■ WHAT TO PRODUCE: Every line of the listing must be repeated in the answer without alteration.

■ DATASET RECORDS:

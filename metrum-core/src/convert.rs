//! Value conversion between dimensionally compatible units

use crate::error::{Result, UnitError};
use crate::Unit;

/// Transforms values expressed in one unit into another.
///
/// `to = ((from * from_factor + from_offset) - to_offset) / to_factor`
#[derive(Debug, Clone, Copy, PartialEq)]
pub struct Converter {
    from_factor: f64,
    from_offset: f64,
    to_factor: f64,
    to_offset: f64,
}

impl Converter {
    fn between(from: &Unit, to: &Unit) -> Result<Self> {
        if !from.is_convertible(to) {
            return Err(UnitError::Incompatible {
                from: from.to_string(),
                to: to.to_string(),
                from_dim: from.dimension(),
                to_dim: to.dimension(),
            });
        }
        Ok(Converter {
            from_factor: from.factor(),
            from_offset: from.offset(),
            to_factor: to.factor(),
            to_offset: to.offset(),
        })
    }

    /// True when the two units share an affine pair and values pass through unchanged
    pub fn is_identity(&self) -> bool {
        self.from_factor == self.to_factor && self.from_offset == self.to_offset
    }

    pub fn apply(&self, value: f64) -> f64 {
        if self.is_identity() {
            return value;
        }
        // value_ref = value * factor + offset
        let reference = value * self.from_factor + self.from_offset;
        (reference - self.to_offset) / self.to_factor
    }

    pub fn apply_slice(&self, values: &[f64]) -> Vec<f64> {
        values.iter().map(|&v| self.apply(v)).collect()
    }

    pub fn apply_in_place(&self, values: &mut [f64]) {
        if self.is_identity() {
            return;
        }
        for v in values.iter_mut() {
            *v = self.apply(*v);
        }
    }

    /// The converter running the other way
    pub fn inverse(&self) -> Converter {
        Converter {
            from_factor: self.to_factor,
            from_offset: self.to_offset,
            to_factor: self.from_factor,
            to_offset: self.from_offset,
        }
    }
}

impl Unit {
    /// Converter from values in this unit to values in `to`
    pub fn converter(&self, to: &Unit) -> Result<Converter> {
        Converter::between(self, to)
    }

    /// Convert a value from this unit to another unit
    pub fn convert(&self, value: f64, to: &Unit) -> Result<f64> {
        Ok(self.converter(to)?.apply(value))
    }

    /// Convert a value expressed in `that` unit into this unit
    pub fn to_this(&self, value: f64, that: &Unit) -> Result<f64> {
        that.convert(value, self)
    }

    /// Convert a value expressed in this unit into `that` unit
    pub fn to_that(&self, value: f64, that: &Unit) -> Result<f64> {
        self.convert(value, that)
    }

    pub fn to_this_slice(&self, values: &[f64], that: &Unit) -> Result<Vec<f64>> {
        Ok(that.converter(self)?.apply_slice(values))
    }

    pub fn to_that_slice(&self, values: &[f64], that: &Unit) -> Result<Vec<f64>> {
        Ok(self.converter(that)?.apply_slice(values))
    }
}

/// Convert `value` from one unit to another
pub fn convert(value: f64, from: &Unit, to: &Unit) -> Result<f64> {
    from.convert(value, to)
}

#[cfg(test)]
mod tests {
    use super::*;
    use crate::dimension::BaseDimension;
    use crate::BaseUnit;

    fn meter() -> Unit {
        BaseUnit::reference(BaseDimension::Length).into()
    }

    fn kilometer() -> Unit {
        meter().scale(1000.0).unwrap()
    }

    fn second() -> Unit {
        BaseUnit::reference(BaseDimension::Time).into()
    }

    fn kelvin() -> Unit {
        BaseUnit::reference(BaseDimension::Temperature).into()
    }

    fn celsius() -> Unit {
        kelvin().shift(273.15).unwrap()
    }

    fn fahrenheit() -> Unit {
        kelvin().scale(1.0 / 1.8).unwrap().shift(459.67).unwrap()
    }

    #[test]
    fn test_unit_conversion() {
        // Convert 5000 m to km
        let converted = meter().convert(5000.0, &kilometer()).unwrap();
        assert_eq!(converted, 5.0);
        assert_eq!(kilometer().convert(5.0, &meter()).unwrap(), 5000.0);
    }

    #[test]
    fn test_celsius_to_kelvin() {
        assert_eq!(convert(0.0, &celsius(), &kelvin()).unwrap(), 273.15);
        assert_eq!(convert(273.15, &kelvin(), &celsius()).unwrap(), 0.0);
    }

    #[test]
    fn test_fahrenheit() {
        let f = fahrenheit();
        let c = celsius();
        assert!((f.convert(32.0, &c).unwrap()).abs() < 1e-9);
        assert!((f.convert(212.0, &c).unwrap() - 100.0).abs() < 1e-9);
        assert!((c.convert(-40.0, &f).unwrap() + 40.0).abs() < 1e-9);
    }

    #[test]
    fn test_incompatible() {
        let err = meter().convert(1.0, &second()).unwrap_err();
        match err {
            UnitError::Incompatible { from, to, .. } => {
                assert_eq!(from, "m");
                assert_eq!(to, "s");
            }
            other => panic!("unexpected error: {other}"),
        }
    }

    #[test]
    fn test_to_this_to_that() {
        let km = kilometer();
        let m = meter();
        // 3 m expressed in km
        assert_eq!(km.to_this(3000.0, &m).unwrap(), 3.0);
        // 3 km expressed in m
        assert_eq!(km.to_that(3.0, &m).unwrap(), 3000.0);

        let values = km.to_this_slice(&[1000.0, 2500.0], &m).unwrap();
        assert_eq!(values, vec![1.0, 2.5]);
        let values = km.to_that_slice(&[1.0, 2.5], &m).unwrap();
        assert_eq!(values, vec![1000.0, 2500.0]);
    }

    #[test]
    fn test_round_trip_idempotence() {
        let pairs = [
            (meter(), kilometer()),
            (celsius(), fahrenheit()),
            (kelvin(), fahrenheit()),
            (second().scale(60.0).unwrap(), second().scale(3600.0).unwrap()),
        ];
        for (a, b) in &pairs {
            for v in [-1234.5, -1.0, 0.0, 0.25, 98.6, 1.0e6] {
                let there = a.convert(v, b).unwrap();
                let back = b.convert(there, a).unwrap();
                assert!((back - v).abs() <= 1e-9 * v.abs().max(1.0), "{v} via {a} -> {b}");
            }
        }
    }

    #[test]
    fn test_converter() {
        let conv = celsius().converter(&kelvin()).unwrap();
        assert!(!conv.is_identity());
        let mut values = [0.0, 100.0];
        conv.apply_in_place(&mut values);
        assert_eq!(values, [273.15, 373.15]);
        assert_eq!(conv.inverse().apply(273.15), 0.0);

        let same = meter().converter(&meter()).unwrap();
        assert!(same.is_identity());
        assert_eq!(same.apply_slice(&[1.5]), vec![1.5]);
    }
}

■ ANSWER TO THIS TASK:
filename metrum-core/src/convert.rs
//! Value conversion between dimensionally compatible units

use crate::error::{Result, UnitError};
use crate::Unit;

/// Transforms values expressed in one unit into another.
///
/// `to = ((from * from_factor + from_offset) - to_offset) / to_factor`
#[derive(Debug, Clone, Copy, PartialEq)]
pub struct Converter {
    from_factor: f64,
    from_offset: f64,
    to_factor: f64,
    to_offset: f64,
}

impl Converter {
    fn between(from: &Unit, to: &Unit) -> Result<Self> {
        if !from.is_convertible(to) {
            return Err(UnitError::Incompatible {
                from: from.to_string(),
                to: to.to_string(),
                from_dim: from.dimension(),
                to_dim: to.dimension(),
            });
        }
        Ok(Converter {
            from_factor: from.factor(),
            from_offset: from.offset(),
            to_factor: to.factor(),
            to_offset: to.offset(),
        })
    }

    /// True when the two units share an affine pair and values pass through unchanged
    pub fn is_identity(&self) -> bool {
        self.from_factor == self.to_factor && self.from_offset == self.to_offset
    }

    pub fn apply(&self, value: f64) -> f64 {
        if self.is_identity() {
            return value;
        }
        // value_ref = value * factor + offset
        let reference = value * self.from_factor + self.from_offset;
        (reference - self.to_offset) / self.to_factor
    }

    pub fn apply_slice(&self, values: &[f64]) -> Vec<f64> {
        values.iter().map(|&v| self.apply(v)).collect()
    }

    pub fn apply_in_place(&self, values: &mut [f64]) {
        if self.is_identity() {
            return;
        }
        for v in values.iter_mut() {
            *v = self.apply(*v);
        }
    }

    /// The converter running the other way
    pub fn inverse(&self) -> Converter {
        Converter {
            from_factor: self.to_factor,
            from_offset: self.to_offset,
            to_factor: self.from_factor,
            to_offset: self.from_offset,
        }
    }
}

impl Unit {
    /// Converter from values in this unit to values in `to`
    pub fn converter(&self, to: &Unit) -> Result<Converter> {
        Converter::between(self, to)
    }

    /// Convert a value from this unit to another unit
    pub fn convert(&self, value: f64, to: &Unit) -> Result<f64> {
        Ok(self.converter(to)?.apply(value))
    }

    /// Convert a value expressed in `that` unit into this unit
    pub fn to_this(&self, value: f64, that: &Unit) -> Result<f64> {
        that.convert(value, self)
    }

    /// Convert a value expressed in this unit into `that` unit
    pub fn to_that(&self, value: f64, that: &Unit) -> Result<f64> {
        self.convert(value, that)
    }

    pub fn to_this_slice(&self, values: &[f64], that: &Unit) -> Result<Vec<f64>> {
        Ok(that.converter(self)?.apply_slice(values))
    }

    pub fn to_that_slice(&self, values: &[f64], that: &Unit) -> Result<Vec<f64>> {
        Ok(self.converter(that)?.apply_slice(values))
    }
}

/// Convert `value` from one unit to another
pub fn convert(value: f64, from: &Unit, to: &Unit) -> Result<f64> {
    from.convert(value, to)
}

#[cfg(test)]
mod tests {
    use super::*;
    use crate::dimension::BaseDimension;
    use crate::BaseUnit;

    fn meter() -> Unit {
        BaseUnit::reference(BaseDimension::Length).into()
    }

    fn kilometer() -> Unit {
        meter().scale(1000.0).unwrap()
    }

    fn second() -> Unit {
        BaseUnit::reference(BaseDimension::Time).into()
    }

    fn kelvin() -> Unit {
        BaseUnit::reference(BaseDimension::Temperature).into()
    }

    fn celsius() -> Unit {
        kelvin().shift(273.15).unwrap()
    }

    fn fahrenheit() -> Unit {
        kelvin().scale(1.0 / 1.8).unwrap().shift(459.67).unwrap()
    }

    #[test]
    fn test_unit_conversion() {
        // Convert 5000 m to km
        let converted = meter().convert(5000.0, &kilometer()).unwrap();
        assert_eq!(converted, 5.0);
        assert_eq!(kilometer().convert(5.0, &meter()).unwrap(), 5000.0);
    }

    #[test]
    fn test_celsius_to_kelvin() {
        assert_eq!(convert(0.0, &celsius(), &kelvin()).unwrap(), 273.15);
        assert_eq!(convert(273.15, &kelvin(), &celsius()).unwrap(), 0.0);
    }

    #[test]
    fn test_fahrenheit() {
        let f = fahrenheit();
        let c = celsius();
        assert!((f.convert(32.0, &c).unwrap()).abs() < 1e-9);
        assert!((f.convert(212.0, &c).unwrap() - 100.0).abs() < 1e-9);
        assert!((c.convert(-40.0, &f).unwrap() + 40.0).abs() < 1e-9);
    }

    #[test]
    fn test_incompatible() {
        let err = meter().convert(1.0, &second()).unwrap_err();
        match err {
            UnitError::Incompatible { from, to, .. } => {
                assert_eq!(from, "m");
                assert_eq!(to, "s");
            }
            other => panic!("unexpected error: {other}"),
        }
    }

    #[test]
    fn test_to_this_to_that() {
        let km = kilometer();
        let m = meter();
        // 3 m expressed in km
        assert_eq!(km.to_this(3000.0, &m).unwrap(), 3.0);
        // 3 km expressed in m
        assert_eq!(km.to_that(3.0, &m).unwrap(), 3000.0);

        let values = km.to_this_slice(&[1000.0, 2500.0], &m).unwrap();
        assert_eq!(values, vec![1.0, 2.5]);
        let values = km.to_that_slice(&[1.0, 2.5], &m).unwrap();
        assert_eq!(values, vec![1000.0, 2500.0]);
    }

    #[test]
    fn test_round_trip_idempotence() {
        let pairs = [
            (meter(), kilometer()),
            (celsius(), fahrenheit()),
            (kelvin(), fahrenheit()),
            (second().scale(60.0).unwrap(), second().scale(3600.0).unwrap()),
        ];
        for (a, b) in &pairs {
            for v in [-1234.5, -1.0, 0.0, 0.25, 98.6, 1.0e6] {
                let there = a.convert(v, b).unwrap();
                let back = b.convert(there, a).unwrap();
                assert!((back - v).abs() <= 1e-9 * v.abs().max(1.0), "{v} via {a} -> {b}");
            }
        }
    }

    #[test]
    fn test_converter() {
        let conv = celsius().converter(&kelvin()).unwrap();
        assert!(!conv.is_identity());
        let mut values = [0.0, 100.0];
        conv.apply_in_place(&mut values);
        assert_eq!(values, [273.15, 373.15]);
        assert_eq!(conv.inverse().apply(273.15), 0.0);

        let same = meter().converter(&meter()).unwrap();
        assert!(same.is_identity());
        assert_eq!(same.apply_slice(&[1.5]), vec![1.5]);
    }
}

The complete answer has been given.